Wichtiger Bestandteil des Entwicklungsprozesses ist auch der Prüfzyklus, in dem zunächst die einzelnen Softwaremodule, welche die unterschiedlichen Funktionen abbilden, getestet werden. Es folgt der Test der Applikation auf den Steuergeräten im automatisierten Hardware- und Software Integrationstest. Hierauf setzt schließlich der Systemtest der Gesamtsoftware auf einer Maschine auf. Daran schließt sich sowohl die EMV-Erprobung im Testlabor, als auch die Erprobung auf Versuchsmaschinen im realen Feldeinsatz an. Nach der Prototypenphase und dem Einsatz bei der Maisernte 2011, konnte die Entwicklung des KMC 200 bis zur Agritechnica 2013 abgeschlossen werden. Dort erfolgte die erste Vorführung und Serieneinführung der modernen Feldhäcksler BiG X 480 und Big X 580, in denen neben dem KMC 200 auch bis zu vier ESX-MBC Motorbrückenmodule zum Einsatz kommen.

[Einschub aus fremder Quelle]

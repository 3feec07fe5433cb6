//! Lookup table for mapped enrichment.

use serde_json::Value;
use std::collections::HashMap;
use sync_core::{is_empty_value, value_to_string, Row};
use tabsync_connector::{ConnectorError, RemoteConnector};

use crate::strategy::MappedLookup;

/// Whether a row is created or updates an existing remote record.
#[derive(Debug, Clone, Copy, PartialEq, Eq)]
pub(crate) enum WriteOp {
    Insert,
    Update,
}

/// All remote records of the object, fetched once per run.
///
/// Lookups are memoized per `(reference_field, retrieve_field, value)`;
/// within the fetched order the first match wins.
pub(crate) struct LookupTable {
    records: Vec<Row>,
    cache: HashMap<(String, String, String), Option<Value>>,
    scans: usize,
}

impl LookupTable {
    /// Page through the whole object, leaving the cursor on page 1.
    pub(crate) async fn fetch<C: RemoteConnector>(
        connector: &mut C,
    ) -> Result<Self, ConnectorError> {
        connector.set_page(1);
        let mut records = Vec::new();
        loop {
            let page = connector.get_records(&[]).await?;
            let empty = page.records.is_empty();
            records.extend(page.records);
            if !page.has_more {
                break;
            }
            if empty {
                tracing::warn!(
                    "'{}' returned an empty page that claims more pages; stopping",
                    connector.object()
                );
                break;
            }
        }
        connector.set_page(1);

        tracing::info!(
            "Loaded {} records of '{}' for mapped lookups",
            records.len(),
            connector.object()
        );
        Ok(Self::from_records(records))
    }

    pub(crate) fn from_records(records: Vec<Row>) -> Self {
        Self {
            records,
            cache: HashMap::new(),
            scans: 0,
        }
    }

    pub(crate) fn lookup(
        &mut self,
        reference_field: &str,
        retrieve_field: &str,
        value: &Value,
    ) -> Option<Value> {
        let needle = value_to_string(value);
        let cache_key = (
            reference_field.to_string(),
            retrieve_field.to_string(),
            needle,
        );
        if let Some(hit) = self.cache.get(&cache_key) {
            return hit.clone();
        }

        self.scans += 1;
        let found = self
            .records
            .iter()
            .find(|r| {
                r.get(reference_field)
                    .map(|v| value_to_string(v) == cache_key.2)
                    .unwrap_or(false)
            })
            .and_then(|r| r.get(retrieve_field).cloned());
        self.cache.insert(cache_key, found.clone());
        found
    }

    #[cfg(test)]
    pub(crate) fn scans(&self) -> usize {
        self.scans
    }

    /// Apply mapped fields and key remapping to `row`.
    pub(crate) fn enrich(
        &mut self,
        lookup: &MappedLookup,
        primary_key: Option<&str>,
        row: &mut Row,
    ) -> WriteOp {
        for mapped in &lookup.fields {
            let Some(value) = row.get(&mapped.field).filter(|v| !is_empty_value(v)) else {
                continue;
            };
            let value = value.clone();
            if let Some(found) =
                self.lookup(&mapped.reference_field, &mapped.retrieve_field, &value)
            {
                row.insert(mapped.field.clone(), found);
            }
        }

        let (Some(mapping), Some(pk)) = (&lookup.key_mapping, primary_key) else {
            return WriteOp::Insert;
        };
        let Some(value) = row.get(pk).filter(|v| !is_empty_value(v)).cloned() else {
            return WriteOp::Insert;
        };
        match self.lookup(&mapping.reference_field, &mapping.retrieve_field, &value) {
            Some(remote_key) => {
                row.insert(pk.to_string(), remote_key);
                WriteOp::Update
            }
            None => WriteOp::Insert,
        }
    }
}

Markus Müller, Projektmanager bei STW, war von Beginn an für die beiden Entwicklungen verantwortlich: „Wir haben bei STW vor allem die gute Zusammenarbeit mit dem Krone-Team geschätzt. Dies hat enorm dabei geholfen, in dem relativ kurzen Zeitraum zwei Produkte dieser Komplexität in den Serieneinsatz zu bringen.“
Award und Ausblick
Da längerfristig der Einsatz in weiteren Maschinen geplant ist, ist die Entwicklung noch nicht abgeschlossen. Der erste große Meilenstein wurde aber erreicht. Aufgrund des Konzeptes, das eine Verteilung der Aufgaben in der Systemarchitektur vorsieht, bedeutet dies Wiederverwendbarkeit der Komponenten sowohl auf Hardware-, als auch auf Softwareebene. Der Einsatz des KMC 200 als zentrale Steuerung und des ESX-MBC Motorbrückenmoduls als dediziertes und dennoch flexibles Slave-Modul, haben sich heute schon bewährt. Weniger als zwei Jahre nach der Serieneinführung der BiG X Feldhäcksler durfte STW den Supplier Award als bester Lieferant der Kategorie Elektronik durch die Fa. Krone in Empfang nehmen.